Wednesday, December 22, 2010

Elections to Watch in 2011

BY MAX STRASSER
FOREIGN POLICY
DECEMBER 21, 2010








EGYPT

Type: Presidential

Date: September

What to watch: President Hosni Mubarak has held power for almost three decades and, at age 82, shows no sign of letting go. Mubarak, who once promised to stay in office "until the last breath in my lungs and the last beat in my heart," is widely rumored to be in failing health, but most analysts still expect him to run for reelection in September. Mubarak has held power since the assassination of Anwar Sadat in 1981. In 2005, he was reelected in what were officially called the first multiparty elections of his presidency, but reports of fraud were widespread and the country's most popular opposition group, the Muslim Brotherhood, was prohibited from fielding a candidate.

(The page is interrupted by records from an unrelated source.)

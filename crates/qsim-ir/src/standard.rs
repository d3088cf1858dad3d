//! Standard gate library.
//!
//! Fixed gates are `const` tables shared by every [`Gate`] that refers to
//! them. Rotation gates compute their matrix once, at construction, from the
//! closed-form `cos(θ/2)` / `sin(θ/2)` expressions and keep `θ` as a
//! parameter.
//!
//! All tables follow the ordering documented in [`crate::gate`]: the first
//! target is the least-significant bit of the local index.
//!
//! | Gate | Qubits | Targets |
//! |------|--------|---------|
//! | `x`, `y`, `z` | 1 | `[q]` |
//! | `h`, `s`, `t` | 1 | `[q]` |
//! | `rx`, `ry`, `rz` | 1 | `[q]` |
//! | `cx`, `cz`, `ch` | 2 | `[control, target]` |
//! | `swap`, `iswap` | 2 | `[q1, q2]` |
//! | `ccx` | 3 | `[control1, control2, target]` |

use std::f64::consts::FRAC_1_SQRT_2;

use num_complex::Complex64;

use crate::complex::{I, ONE, ZERO, c, ci};
use crate::gate::Gate;

const H_: Complex64 = c(FRAC_1_SQRT_2);
const NH: Complex64 = c(-FRAC_1_SQRT_2);
const NI: Complex64 = ci(-1.0);
const NO: Complex64 = c(-1.0);

// ---------------------------------------------------------------------------
// Single-qubit tables
// ---------------------------------------------------------------------------

const X_MATRIX: [Complex64; 4] = [ZERO, ONE, ONE, ZERO];

const Y_MATRIX: [Complex64; 4] = [ZERO, NI, I, ZERO];

const Z_MATRIX: [Complex64; 4] = [ONE, ZERO, ZERO, NO];

const H_MATRIX: [Complex64; 4] = [H_, H_, H_, NH];

const S_MATRIX: [Complex64; 4] = [ONE, ZERO, ZERO, I];

// e^{iπ/4} = (1 + i)/√2
const T_MATRIX: [Complex64; 4] = [
    ONE,
    ZERO,
    ZERO,
    Complex64::new(FRAC_1_SQRT_2, FRAC_1_SQRT_2),
];

// ---------------------------------------------------------------------------
// Two-qubit tables, local index = q0 + 2·q1
// ---------------------------------------------------------------------------

// |c=1,t=0⟩ (1) ↔ |c=1,t=1⟩ (3)
#[rustfmt::skip]
const CX_MATRIX: [Complex64; 16] = [
    ONE,  ZERO, ZERO, ZERO,
    ZERO, ZERO, ZERO, ONE,
    ZERO, ZERO, ONE,  ZERO,
    ZERO, ONE,  ZERO, ZERO,
];

#[rustfmt::skip]
const CZ_MATRIX: [Complex64; 16] = [
    ONE,  ZERO, ZERO, ZERO,
    ZERO, ONE,  ZERO, ZERO,
    ZERO, ZERO, ONE,  ZERO,
    ZERO, ZERO, ZERO, NO,
];

#[rustfmt::skip]
const SWAP_MATRIX: [Complex64; 16] = [
    ONE,  ZERO, ZERO, ZERO,
    ZERO, ZERO, ONE,  ZERO,
    ZERO, ONE,  ZERO, ZERO,
    ZERO, ZERO, ZERO, ONE,
];

#[rustfmt::skip]
const ISWAP_MATRIX: [Complex64; 16] = [
    ONE,  ZERO, ZERO, ZERO,
    ZERO, ZERO, I,    ZERO,
    ZERO, I,    ZERO, ZERO,
    ZERO, ZERO, ZERO, ONE,
];

// H acts on the target (bit 1) of the control=1 subspace {1, 3}.
#[rustfmt::skip]
const CH_MATRIX: [Complex64; 16] = [
    ONE,  ZERO, ZERO, ZERO,
    ZERO, H_,   ZERO, H_,
    ZERO, ZERO, ONE,  ZERO,
    ZERO, H_,   ZERO, NH,
];

// ---------------------------------------------------------------------------
// Three-qubit tables, local index = c1 + 2·c2 + 4·t
// ---------------------------------------------------------------------------

// |c1=1,c2=1,t=0⟩ (3) ↔ |c1=1,c2=1,t=1⟩ (7)
#[rustfmt::skip]
const CCX_MATRIX: [Complex64; 64] = [
    ONE,  ZERO, ZERO, ZERO, ZERO, ZERO, ZERO, ZERO,
    ZERO, ONE,  ZERO, ZERO, ZERO, ZERO, ZERO, ZERO,
    ZERO, ZERO, ONE,  ZERO, ZERO, ZERO, ZERO, ZERO,
    ZERO, ZERO, ZERO, ZERO, ZERO, ZERO, ZERO, ONE,
    ZERO, ZERO, ZERO, ZERO, ONE,  ZERO, ZERO, ZERO,
    ZERO, ZERO, ZERO, ZERO, ZERO, ONE,  ZERO, ZERO,
    ZERO, ZERO, ZERO, ZERO, ZERO, ZERO, ONE,  ZERO,
    ZERO, ZERO, ZERO, ONE,  ZERO, ZERO, ZERO, ZERO,
];

/// Pauli-X gate.
pub const X: Gate = Gate::fixed("x", 1, &X_MATRIX);
/// Pauli-Y gate.
pub const Y: Gate = Gate::fixed("y", 1, &Y_MATRIX);
/// Pauli-Z gate.
pub const Z: Gate = Gate::fixed("z", 1, &Z_MATRIX);
/// Hadamard gate.
pub const H: Gate = Gate::fixed("h", 1, &H_MATRIX);
/// S gate (sqrt(Z)).
pub const S: Gate = Gate::fixed("s", 1, &S_MATRIX);
/// T gate (fourth root of Z).
pub const T: Gate = Gate::fixed("t", 1, &T_MATRIX);
/// Controlled-X (CNOT), targets `[control, target]`.
pub const CX: Gate = Gate::fixed("cx", 2, &CX_MATRIX);
/// Controlled-Z gate.
pub const CZ: Gate = Gate::fixed("cz", 2, &CZ_MATRIX);
/// SWAP gate.
pub const SWAP: Gate = Gate::fixed("swap", 2, &SWAP_MATRIX);
/// iSWAP gate.
pub const ISWAP: Gate = Gate::fixed("iswap", 2, &ISWAP_MATRIX);
/// Controlled-Hadamard, targets `[control, target]`.
pub const CH: Gate = Gate::fixed("ch", 2, &CH_MATRIX);
/// Toffoli (CCX), targets `[control1, control2, target]`.
pub const CCX: Gate = Gate::fixed("ccx", 3, &CCX_MATRIX);

/// Rotation around the X axis.
///
/// ```text
/// [ cos(θ/2)    -i sin(θ/2) ]
/// [ -i sin(θ/2)  cos(θ/2)   ]
/// ```
pub fn rx(theta: f64) -> Gate {
    let (s, c_) = (theta / 2.0).sin_cos();
    rotation("rx", theta, [c(c_), ci(-s), ci(-s), c(c_)])
}

/// Rotation around the Y axis.
///
/// ```text
/// [ cos(θ/2)  -sin(θ/2) ]
/// [ sin(θ/2)   cos(θ/2) ]
/// ```
pub fn ry(theta: f64) -> Gate {
    let (s, c_) = (theta / 2.0).sin_cos();
    rotation("ry", theta, [c(c_), c(-s), c(s), c(c_)])
}

/// Rotation around the Z axis: `diag(e^{-iθ/2}, e^{iθ/2})`.
pub fn rz(theta: f64) -> Gate {
    let (s, c_) = (theta / 2.0).sin_cos();
    rotation(
        "rz",
        theta,
        [Complex64::new(c_, -s), ZERO, ZERO, Complex64::new(c_, s)],
    )
}

fn rotation(name: &'static str, theta: f64, matrix: [Complex64; 4]) -> Gate {
    Gate::owned(name, 1, matrix.to_vec()).with_angles(vec![theta])
}

/// Every fixed gate in the library.
pub fn fixed_gates() -> [Gate; 12] {
    [X, Y, Z, H, S, T, CX, CZ, SWAP, ISWAP, CH, CCX]
}

/// Look up a fixed gate by its lower-case name.
pub fn by_name(name: &str) -> Option<Gate> {
    fixed_gates().into_iter().find(|g| g.name() == name)
}

#[cfg(test)]
mod tests {
    use super::*;
    use std::f64::consts::PI;

    #[test]
    fn test_fixed_dimensions() {
        for gate in fixed_gates() {
            let dim = gate.dim();
            assert_eq!(gate.matrix().len(), dim * dim, "gate {}", gate.name());
        }
    }

    #[test]
    fn test_all_unitary() {
        for gate in fixed_gates() {
            assert!(
                gate.validate_unitary(1e-12).is_ok(),
                "gate {} is not unitary",
                gate.name()
            );
        }
        for theta in [0.0, 0.3, PI / 2.0, PI, 2.5 * PI, -1.1] {
            for gate in [rx(theta), ry(theta), rz(theta)] {
                assert!(gate.validate_unitary(1e-12).is_ok());
            }
        }
    }

    #[test]
    fn test_rotation_params() {
        let gate = ry(0.75);
        assert_eq!(gate.name(), "ry");
        assert_eq!(gate.params(), &[0.75]);
        assert_eq!(gate.dagger().params(), &[-0.75]);
        assert_eq!(X.params().len(), 0);
    }

    #[test]
    fn test_rx_pi_is_x_up_to_phase() {
        let gate = rx(PI);
        // rx(π) = -i·X
        assert!((gate.entry(0, 1) - ci(-1.0)).norm() < 1e-12);
        assert!(gate.entry(0, 0).norm() < 1e-12);
    }

    #[test]
    fn test_cx_orientation() {
        // Control is bit 0: |c=1,t=0⟩ = 1 maps to |c=1,t=1⟩ = 3.
        assert_eq!(CX.entry(3, 1), ONE);
        assert_eq!(CX.entry(1, 3), ONE);
        // Control 0: target untouched.
        assert_eq!(CX.entry(2, 2), ONE);
    }

    #[test]
    fn test_by_name() {
        assert_eq!(by_name("ccx").map(|g| g.num_qubits()), Some(3));
        assert!(by_name("rx").is_none());
        assert!(by_name("nope").is_none());
    }
}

The most recent parliamentary elections in November were again marred by fraud and were boycotted by prominent opposition leaders including former International Atomic Energy Agency chief Mohamed ElBaradei, who has also urged a boycott of next year's presidential vote.

With little in the way of credible opposition, attention is mostly focused on the Mubarak family itself. A high-ranking member of Mubarak's party said in November that the president will run for reelection "unless he chooses otherwise." Meanwhile, his son Gamal, who is being groomed as a possible replacement, is running a popular street campaign -- with his father's blessing, of course. But if the elder Mubarak runs again and wins, the real question becomes who will take power should he die in office. The answer, at least so far, is unclear.